Work task - Every line below between the one holding "prefix, without interning." and the one holding "usize) -> Vec<&str>", inclusive, should be copied exactly, and no other line.

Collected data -
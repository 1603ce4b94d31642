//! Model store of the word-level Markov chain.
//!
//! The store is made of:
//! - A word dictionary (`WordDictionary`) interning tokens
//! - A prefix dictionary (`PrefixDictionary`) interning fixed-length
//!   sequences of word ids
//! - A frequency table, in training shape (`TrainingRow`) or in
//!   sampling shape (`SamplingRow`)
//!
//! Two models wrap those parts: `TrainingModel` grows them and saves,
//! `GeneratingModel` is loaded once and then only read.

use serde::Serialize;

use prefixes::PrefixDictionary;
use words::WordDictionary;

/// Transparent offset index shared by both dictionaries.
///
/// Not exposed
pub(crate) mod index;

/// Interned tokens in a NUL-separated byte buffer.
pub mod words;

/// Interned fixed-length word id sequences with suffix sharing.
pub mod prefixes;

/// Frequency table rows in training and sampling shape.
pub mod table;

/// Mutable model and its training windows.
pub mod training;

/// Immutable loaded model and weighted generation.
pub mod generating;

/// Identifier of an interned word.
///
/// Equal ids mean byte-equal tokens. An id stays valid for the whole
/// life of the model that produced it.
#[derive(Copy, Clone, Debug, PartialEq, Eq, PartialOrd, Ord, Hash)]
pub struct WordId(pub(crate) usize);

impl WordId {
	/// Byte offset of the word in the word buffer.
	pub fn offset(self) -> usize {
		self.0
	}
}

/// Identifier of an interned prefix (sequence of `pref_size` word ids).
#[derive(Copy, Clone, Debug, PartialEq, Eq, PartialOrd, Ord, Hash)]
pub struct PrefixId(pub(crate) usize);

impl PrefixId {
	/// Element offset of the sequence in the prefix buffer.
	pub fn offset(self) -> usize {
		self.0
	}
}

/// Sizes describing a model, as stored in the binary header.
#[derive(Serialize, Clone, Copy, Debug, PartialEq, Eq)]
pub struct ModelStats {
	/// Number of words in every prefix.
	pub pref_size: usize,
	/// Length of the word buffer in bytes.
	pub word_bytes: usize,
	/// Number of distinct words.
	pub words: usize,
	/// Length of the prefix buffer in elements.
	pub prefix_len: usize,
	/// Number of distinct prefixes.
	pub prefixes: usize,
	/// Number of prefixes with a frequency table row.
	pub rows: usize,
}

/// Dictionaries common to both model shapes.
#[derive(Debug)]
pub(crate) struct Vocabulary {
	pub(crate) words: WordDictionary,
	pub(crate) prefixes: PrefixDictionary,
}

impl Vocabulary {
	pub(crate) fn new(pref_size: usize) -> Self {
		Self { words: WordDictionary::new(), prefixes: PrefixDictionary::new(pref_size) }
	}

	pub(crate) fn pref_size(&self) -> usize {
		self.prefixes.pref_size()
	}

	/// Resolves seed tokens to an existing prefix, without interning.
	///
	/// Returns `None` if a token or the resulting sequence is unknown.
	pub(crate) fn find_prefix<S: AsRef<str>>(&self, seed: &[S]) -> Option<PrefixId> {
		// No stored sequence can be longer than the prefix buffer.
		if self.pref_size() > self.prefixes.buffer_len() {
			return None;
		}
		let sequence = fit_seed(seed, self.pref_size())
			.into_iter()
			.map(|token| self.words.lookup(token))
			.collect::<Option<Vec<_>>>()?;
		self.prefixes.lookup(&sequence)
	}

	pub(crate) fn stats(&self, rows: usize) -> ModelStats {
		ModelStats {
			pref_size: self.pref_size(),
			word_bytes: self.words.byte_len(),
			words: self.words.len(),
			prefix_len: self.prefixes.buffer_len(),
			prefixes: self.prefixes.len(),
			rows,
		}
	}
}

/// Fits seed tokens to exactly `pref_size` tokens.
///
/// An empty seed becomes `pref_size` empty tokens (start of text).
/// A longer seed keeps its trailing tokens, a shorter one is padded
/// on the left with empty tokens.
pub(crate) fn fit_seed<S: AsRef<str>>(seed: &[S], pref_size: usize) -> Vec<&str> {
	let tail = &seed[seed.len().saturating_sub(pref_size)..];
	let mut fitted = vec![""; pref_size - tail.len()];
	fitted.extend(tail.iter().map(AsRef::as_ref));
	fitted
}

Expected answer -
	/// Resolves seed tokens to an existing prefix, without interning.
	///
	/// Returns `None` if a token or the resulting sequence is unknown.
	pub(crate) fn find_prefix<S: AsRef<str>>(&self, seed: &[S]) -> Option<PrefixId> {
		// No stored sequence can be longer than the prefix buffer.
		if self.pref_size() > self.prefixes.buffer_len() {
			return None;
		}
		let sequence = fit_seed(seed, self.pref_size())
			.into_iter()
			.map(|token| self.words.lookup(token))
			.collect::<Option<Vec<_>>>()?;
		self.prefixes.lookup(&sequence)
	}

	pub(crate) fn stats(&self, rows: usize) -> ModelStats {
		ModelStats {
			pref_size: self.pref_size(),
			word_bytes: self.words.byte_len(),
			words: self.words.len(),
			prefix_len: self.prefixes.buffer_len(),
			prefixes: self.prefixes.len(),
			rows,
		}
	}
}

/// Fits seed tokens to exactly `pref_size` tokens.
///
/// An empty seed becomes `pref_size` empty tokens (start of text).
/// A longer seed keeps its trailing tokens, a shorter one is padded
/// on the left with empty tokens.
pub(crate) fn fit_seed<S: AsRef<str>>(seed: &[S], pref_size: usize) -> Vec<&str> {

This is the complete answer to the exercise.